■ **WORK ITEM**: Every record below, from first to last: print it exactly as shown.

Collected data entries

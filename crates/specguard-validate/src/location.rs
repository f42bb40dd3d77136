//! Request input locations.

use serde::{Deserialize, Serialize};
use std::fmt;

/// One of the five parts of an incoming request that can carry a schema.
#[derive(Debug, Clone, Copy, PartialEq, Eq, Hash, PartialOrd, Ord, Serialize, Deserialize)]
#[serde(rename_all = "lowercase")]
pub enum Location {
    Headers,
    Body,
    Query,
    Params,
    Cookies,
}

impl Location {
    /// All locations in validation order.
    pub const ALL: [Location; 5] = [
        Location::Headers,
        Location::Body,
        Location::Query,
        Location::Params,
        Location::Cookies,
    ];

    /// The lowercase name used in error records (`"body"`, `"query"`, ...).
    pub fn as_str(&self) -> &'static str {
        match self {
            Location::Headers => "headers",
            Location::Body => "body",
            Location::Query => "query",
            Location::Params => "params",
            Location::Cookies => "cookies",
        }
    }
}

impl fmt::Display for Location {
    fn fmt(&self, f: &mut fmt::Formatter<'_>) -> fmt::Result {
        f.write_str(self.as_str())
    }
}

■ **PROBLEM SOLUTION**:
filename crates/specguard-validate/src/location.rs
repository f42bb40dd3d77136
//! Request input locations.

use serde::{Deserialize, Serialize};
use std::fmt;

/// One of the five parts of an incoming request that can carry a schema.
#[derive(Debug, Clone, Copy, PartialEq, Eq, Hash, PartialOrd, Ord, Serialize, Deserialize)]
#[serde(rename_all = "lowercase")]
pub enum Location {
    Headers,
    Body,
    Query,
    Params,
    Cookies,
}

impl Location {
    /// All locations in validation order.
    pub const ALL: [Location; 5] = [
        Location::Headers,
        Location::Body,
        Location::Query,
        Location::Params,
        Location::Cookies,
    ];

    /// The lowercase name used in error records (`"body"`, `"query"`, ...).
    pub fn as_str(&self) -> &'static str {
        match self {
            Location::Headers => "headers",
            Location::Body => "body",
            Location::Query => "query",
            Location::Params => "params",
            Location::Cookies => "cookies",
        }
    }
}

impl fmt::Display for Location {
    fn fmt(&self, f: &mut fmt::Formatter<'_>) -> fmt::Result {
        f.write_str(self.as_str())
    }
}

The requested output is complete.